The problem with writing about visual storytelling, however, is that it’s easy to write about the obvious stuff (even if the obvious stuff is pretty effective). Shadows represent evil (yawn), playing chess hints at a character’s manipulative scheming and ferocious intelligence (yawn). Straightening pencils? He’s a first-rate pedant (yawn). So, starting now, we Nerd Pirates embark on a quest to document some of the weirder, wackier, and ‘wonderfuller’ visual devices movies and films have to offer: techniques which, although popular, are perhaps a little unorthodox. We start with a food-related one…just to, er,whet your appetites (sorry).

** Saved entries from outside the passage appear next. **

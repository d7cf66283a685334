//! Visit context threaded through every walker callback.

use crate::value::Value;

/// VisitContext describes where the walker currently stands in a tree.
///
/// Sequence elements are visited under their decimal index: the index shows
/// up in `key` and `absolute_path` but never extends `key_path`, so dotted
/// key lookups match across sequences transparently.
#[derive(Debug, Clone, Copy)]
pub struct VisitContext<'a> {
    /// Key (or decimal index, inside a Sequence) of the visited value.
    /// None when the root itself is being tested.
    pub key: Option<&'a str>,
    /// The containing Map or List value. None at the root.
    pub parent: Option<&'a Value>,
    /// Chain of named keys from the root, current key included.
    pub key_path: &'a [String],
    /// Chain of all keys from the root, sequence indices included.
    pub absolute_path: &'a [String],
    /// Depth of the containing value; entries of the root sit at 0.
    pub level: usize,
}

impl VisitContext<'_> {
    /// Dotted rendering of the absolute key chain.
    pub fn absolute_path_string(&self) -> String {
        self.absolute_path.join(".")
    }

    /// True when the named key chain ends with the given components.
    /// An empty suffix never matches.
    pub fn path_ends_with(&self, suffix: &[&str]) -> bool {
        if suffix.is_empty() || suffix.len() > self.key_path.len() {
            return false;
        }
        self.key_path[self.key_path.len() - suffix.len()..]
            .iter()
            .zip(suffix)
            .all(|(part, wanted)| part == wanted)
    }
}
//! Reconcile module - ordering, grouping and merging sequences of Mappings.
//!
//! Everything operates on identity keys: fields (or dotted paths) whose
//! values make two elements "the same" across two versions of a sequence.

mod group;
mod merge;
mod sort;


pub use group::*;
pub use merge::*;
pub use sort::*;
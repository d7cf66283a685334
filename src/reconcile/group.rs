//! Grouping - bucketing sequences of Mappings by field values.

use crate::error::Error;
use crate::value::{Map, Value};

/// Buckets elements by their `key` field, preserving first-seen bucket
/// order. Every bucket is a Mapping `{ <key>: value, "items": [...] }`
/// where the bucket value keeps its original type; elements without the
/// field land in a Null bucket.
pub fn group_by_key(items: &[Value], key: &str) -> Vec<Value> {
    let mut buckets: Vec<(Value, Vec<Value>)> = Vec::new();
    for item in items {
        let bucket_value = item.get(key).cloned().unwrap_or(Value::Null);
        match buckets.iter_mut().find(|(value, _)| *value == bucket_value) {
            Some((_, members)) => members.push(item.clone()),
            None => buckets.push((bucket_value, vec![item.clone()])),
        }
    }

    buckets
        .into_iter()
        .map(|(value, members)| {
            let mut bucket = Map::new();
            bucket.set(key.to_string(), value);
            bucket.set("items".to_string(), Value::List(members));
            Value::Map(bucket)
        })
        .collect()
}

/// Groups by the first key, then recursively regroups each bucket's
/// `items` by the remaining keys, so two keys yield buckets of buckets.
/// An empty key list is a usage error.
pub fn group_by(items: &[Value], keys: &[&str]) -> Result<Vec<Value>, Error> {
    let (first, rest) = match keys.split_first() {
        Some(split) => split,
        None => return Err(Error::MissingGroupKeys),
    };

    let mut grouped = group_by_key(items, first);
    if rest.is_empty() {
        return Ok(grouped);
    }

    for bucket in &mut grouped {
        if let Value::Map(fields) = bucket {
            let members = fields
                .get("items")
                .and_then(Value::as_list)
                .cloned()
                .unwrap_or_default();
            fields.set("items".to_string(), Value::List(group_by(&members, rest)?));
        }
    }
    Ok(grouped)
}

There’s an unwritten rule, it seems, that however bad-ass a character (however fist-pump-inducing their crowning moment of awesome), if they’re eating an apple, by god it’s going to be cooler. Something about chowing-down on a ‘granny-smith’ with cocky nonchalance, especially if it’s during a moment of tension, violence or solemnity, communicates badass, heroic (or sometimes villainous) arrogance like nothing else (I mean, eating a banana just wouldn’t have the same effect, right?). It’s difficult, however, to work out why.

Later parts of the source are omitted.